GOAL OF THE EXERCISE: Which lines in the records below include the word "when"? Report each of them in full.

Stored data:
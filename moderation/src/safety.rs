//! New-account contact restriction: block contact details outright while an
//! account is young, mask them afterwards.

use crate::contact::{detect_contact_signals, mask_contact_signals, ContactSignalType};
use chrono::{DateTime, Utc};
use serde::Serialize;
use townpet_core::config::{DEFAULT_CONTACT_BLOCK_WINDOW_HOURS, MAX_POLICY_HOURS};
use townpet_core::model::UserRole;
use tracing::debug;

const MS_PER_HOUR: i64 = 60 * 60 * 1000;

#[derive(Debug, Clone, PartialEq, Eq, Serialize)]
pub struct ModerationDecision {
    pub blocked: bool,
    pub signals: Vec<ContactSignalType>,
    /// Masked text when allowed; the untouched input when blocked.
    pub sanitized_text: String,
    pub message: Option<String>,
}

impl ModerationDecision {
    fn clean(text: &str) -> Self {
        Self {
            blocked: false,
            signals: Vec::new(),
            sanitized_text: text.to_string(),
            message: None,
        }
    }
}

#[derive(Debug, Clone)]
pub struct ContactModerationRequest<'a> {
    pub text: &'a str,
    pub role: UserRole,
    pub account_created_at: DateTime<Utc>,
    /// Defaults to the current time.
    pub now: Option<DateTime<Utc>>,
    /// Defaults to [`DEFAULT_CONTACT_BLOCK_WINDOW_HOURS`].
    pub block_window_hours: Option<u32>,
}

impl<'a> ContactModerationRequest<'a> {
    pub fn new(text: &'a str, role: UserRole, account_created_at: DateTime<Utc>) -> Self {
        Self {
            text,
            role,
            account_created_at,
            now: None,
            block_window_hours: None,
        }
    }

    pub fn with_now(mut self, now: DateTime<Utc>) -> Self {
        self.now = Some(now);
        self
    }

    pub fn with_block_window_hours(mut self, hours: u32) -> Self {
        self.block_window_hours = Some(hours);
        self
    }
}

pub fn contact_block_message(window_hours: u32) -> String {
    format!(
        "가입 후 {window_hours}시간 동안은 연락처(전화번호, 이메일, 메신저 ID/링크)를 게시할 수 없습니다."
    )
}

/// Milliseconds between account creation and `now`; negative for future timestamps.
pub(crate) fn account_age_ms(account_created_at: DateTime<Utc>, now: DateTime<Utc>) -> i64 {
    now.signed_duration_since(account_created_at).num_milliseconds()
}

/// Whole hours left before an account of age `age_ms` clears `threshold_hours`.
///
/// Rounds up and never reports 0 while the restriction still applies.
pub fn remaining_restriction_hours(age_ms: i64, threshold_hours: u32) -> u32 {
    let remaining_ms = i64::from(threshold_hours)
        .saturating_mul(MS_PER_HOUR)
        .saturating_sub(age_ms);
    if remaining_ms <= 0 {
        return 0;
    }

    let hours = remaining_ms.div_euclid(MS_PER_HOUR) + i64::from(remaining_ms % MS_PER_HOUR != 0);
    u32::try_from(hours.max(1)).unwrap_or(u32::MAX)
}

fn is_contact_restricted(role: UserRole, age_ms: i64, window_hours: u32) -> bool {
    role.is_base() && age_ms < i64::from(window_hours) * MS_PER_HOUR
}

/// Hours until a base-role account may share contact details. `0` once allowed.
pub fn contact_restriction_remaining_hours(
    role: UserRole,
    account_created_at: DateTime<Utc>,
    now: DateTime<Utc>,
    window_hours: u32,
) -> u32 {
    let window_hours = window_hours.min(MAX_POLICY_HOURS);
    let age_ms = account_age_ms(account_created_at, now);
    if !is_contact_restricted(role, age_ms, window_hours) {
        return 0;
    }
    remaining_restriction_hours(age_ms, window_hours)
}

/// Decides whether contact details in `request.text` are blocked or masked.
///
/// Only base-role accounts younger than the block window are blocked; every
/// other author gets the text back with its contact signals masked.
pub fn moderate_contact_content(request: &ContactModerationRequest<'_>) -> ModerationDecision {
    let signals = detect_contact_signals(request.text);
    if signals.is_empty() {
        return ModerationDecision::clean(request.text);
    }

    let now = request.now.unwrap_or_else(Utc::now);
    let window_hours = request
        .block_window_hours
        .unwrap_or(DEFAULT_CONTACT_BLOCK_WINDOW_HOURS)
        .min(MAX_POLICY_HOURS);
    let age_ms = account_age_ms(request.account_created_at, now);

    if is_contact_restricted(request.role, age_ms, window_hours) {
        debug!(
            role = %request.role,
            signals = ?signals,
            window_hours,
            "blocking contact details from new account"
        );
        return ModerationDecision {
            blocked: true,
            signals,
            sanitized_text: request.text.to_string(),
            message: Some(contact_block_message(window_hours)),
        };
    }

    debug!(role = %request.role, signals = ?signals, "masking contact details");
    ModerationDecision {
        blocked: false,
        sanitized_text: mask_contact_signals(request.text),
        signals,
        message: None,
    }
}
...
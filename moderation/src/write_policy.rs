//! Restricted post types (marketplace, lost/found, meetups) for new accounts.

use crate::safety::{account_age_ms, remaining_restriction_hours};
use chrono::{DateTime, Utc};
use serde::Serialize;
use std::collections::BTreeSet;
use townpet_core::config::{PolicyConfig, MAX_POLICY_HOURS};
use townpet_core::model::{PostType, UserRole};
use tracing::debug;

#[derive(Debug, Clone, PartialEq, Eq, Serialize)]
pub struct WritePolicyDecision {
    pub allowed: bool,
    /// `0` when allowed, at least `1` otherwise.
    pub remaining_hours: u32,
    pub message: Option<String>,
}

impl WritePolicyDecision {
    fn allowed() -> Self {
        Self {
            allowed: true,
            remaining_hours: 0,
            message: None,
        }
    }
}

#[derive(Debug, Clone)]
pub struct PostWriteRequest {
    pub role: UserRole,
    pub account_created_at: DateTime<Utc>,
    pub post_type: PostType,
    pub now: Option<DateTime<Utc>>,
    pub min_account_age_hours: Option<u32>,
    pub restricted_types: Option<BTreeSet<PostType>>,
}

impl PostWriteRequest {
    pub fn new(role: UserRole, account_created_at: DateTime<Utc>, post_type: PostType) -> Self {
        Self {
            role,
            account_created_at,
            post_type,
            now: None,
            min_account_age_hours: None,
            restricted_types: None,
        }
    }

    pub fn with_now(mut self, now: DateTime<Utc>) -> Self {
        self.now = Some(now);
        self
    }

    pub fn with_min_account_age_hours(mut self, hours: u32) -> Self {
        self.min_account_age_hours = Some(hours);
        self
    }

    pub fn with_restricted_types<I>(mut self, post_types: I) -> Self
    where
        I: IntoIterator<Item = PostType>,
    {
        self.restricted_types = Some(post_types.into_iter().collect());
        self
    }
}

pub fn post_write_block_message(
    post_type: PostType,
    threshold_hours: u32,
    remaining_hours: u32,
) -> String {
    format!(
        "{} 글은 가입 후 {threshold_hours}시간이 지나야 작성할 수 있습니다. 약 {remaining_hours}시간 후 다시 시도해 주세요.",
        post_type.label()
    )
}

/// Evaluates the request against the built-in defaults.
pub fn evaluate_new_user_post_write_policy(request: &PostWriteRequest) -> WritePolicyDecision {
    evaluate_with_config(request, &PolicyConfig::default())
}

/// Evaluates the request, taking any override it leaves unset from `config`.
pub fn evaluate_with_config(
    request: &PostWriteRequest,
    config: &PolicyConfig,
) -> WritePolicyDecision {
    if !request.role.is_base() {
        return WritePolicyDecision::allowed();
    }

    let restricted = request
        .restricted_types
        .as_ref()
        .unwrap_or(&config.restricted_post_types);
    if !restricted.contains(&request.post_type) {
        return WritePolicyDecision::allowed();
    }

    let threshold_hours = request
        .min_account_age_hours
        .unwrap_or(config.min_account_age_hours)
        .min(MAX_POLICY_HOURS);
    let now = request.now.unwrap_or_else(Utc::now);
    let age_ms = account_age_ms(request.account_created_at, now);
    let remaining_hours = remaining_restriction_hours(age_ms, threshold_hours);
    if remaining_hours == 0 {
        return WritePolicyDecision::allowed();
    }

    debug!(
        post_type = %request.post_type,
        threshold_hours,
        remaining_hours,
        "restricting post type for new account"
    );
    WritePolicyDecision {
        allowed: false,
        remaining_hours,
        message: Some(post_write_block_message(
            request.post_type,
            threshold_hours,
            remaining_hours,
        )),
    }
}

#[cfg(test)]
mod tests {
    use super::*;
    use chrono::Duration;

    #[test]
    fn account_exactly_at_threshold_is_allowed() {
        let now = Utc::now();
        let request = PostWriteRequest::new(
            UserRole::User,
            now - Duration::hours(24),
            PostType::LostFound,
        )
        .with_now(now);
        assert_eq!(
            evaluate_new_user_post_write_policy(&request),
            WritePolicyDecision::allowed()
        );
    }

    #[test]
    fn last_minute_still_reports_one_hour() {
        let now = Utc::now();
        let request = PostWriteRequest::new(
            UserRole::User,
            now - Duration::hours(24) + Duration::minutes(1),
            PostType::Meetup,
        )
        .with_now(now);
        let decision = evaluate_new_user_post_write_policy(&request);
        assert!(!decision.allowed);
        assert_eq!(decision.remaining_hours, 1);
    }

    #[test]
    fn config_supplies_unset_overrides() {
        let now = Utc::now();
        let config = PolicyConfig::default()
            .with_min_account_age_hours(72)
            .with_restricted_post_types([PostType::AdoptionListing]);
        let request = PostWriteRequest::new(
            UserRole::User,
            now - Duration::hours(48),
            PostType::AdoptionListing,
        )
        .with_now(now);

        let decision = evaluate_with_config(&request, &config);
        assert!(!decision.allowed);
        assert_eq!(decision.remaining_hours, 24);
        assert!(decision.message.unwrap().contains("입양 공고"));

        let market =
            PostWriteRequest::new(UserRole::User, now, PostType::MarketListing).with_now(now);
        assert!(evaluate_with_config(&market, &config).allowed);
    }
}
--
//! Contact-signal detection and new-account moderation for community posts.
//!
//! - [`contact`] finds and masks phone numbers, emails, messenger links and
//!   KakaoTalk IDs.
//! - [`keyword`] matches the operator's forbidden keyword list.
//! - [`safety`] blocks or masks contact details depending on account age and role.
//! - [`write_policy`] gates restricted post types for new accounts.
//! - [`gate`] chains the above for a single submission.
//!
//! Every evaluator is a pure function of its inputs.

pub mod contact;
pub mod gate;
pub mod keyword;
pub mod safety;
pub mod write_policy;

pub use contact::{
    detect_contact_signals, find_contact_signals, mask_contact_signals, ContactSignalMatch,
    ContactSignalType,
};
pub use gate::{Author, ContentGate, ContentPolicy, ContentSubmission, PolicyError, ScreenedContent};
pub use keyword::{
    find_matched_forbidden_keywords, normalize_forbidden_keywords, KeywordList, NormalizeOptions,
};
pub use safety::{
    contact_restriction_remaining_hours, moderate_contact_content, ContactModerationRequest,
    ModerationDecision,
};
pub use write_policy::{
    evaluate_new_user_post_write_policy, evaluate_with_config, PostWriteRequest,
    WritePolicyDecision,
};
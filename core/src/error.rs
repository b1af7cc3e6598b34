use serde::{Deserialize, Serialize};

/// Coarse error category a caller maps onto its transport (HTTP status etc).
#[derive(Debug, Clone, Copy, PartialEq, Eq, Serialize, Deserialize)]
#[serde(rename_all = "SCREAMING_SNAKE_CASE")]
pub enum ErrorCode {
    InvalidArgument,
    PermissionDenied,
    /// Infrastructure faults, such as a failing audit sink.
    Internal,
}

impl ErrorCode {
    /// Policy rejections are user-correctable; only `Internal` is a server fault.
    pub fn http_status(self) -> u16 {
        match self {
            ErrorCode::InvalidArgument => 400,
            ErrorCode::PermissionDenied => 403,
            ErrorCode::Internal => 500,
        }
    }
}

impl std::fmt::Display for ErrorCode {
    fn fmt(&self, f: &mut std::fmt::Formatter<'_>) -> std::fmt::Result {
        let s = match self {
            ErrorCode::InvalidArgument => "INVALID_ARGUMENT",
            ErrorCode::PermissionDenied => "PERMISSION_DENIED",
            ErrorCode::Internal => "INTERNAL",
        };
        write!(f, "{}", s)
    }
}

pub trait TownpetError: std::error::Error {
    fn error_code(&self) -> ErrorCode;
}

SOLUTION TO THIS PROBLEM:
    /// Masked text when allowed; the untouched input when blocked.
    /// `0` when allowed, at least `1` otherwise.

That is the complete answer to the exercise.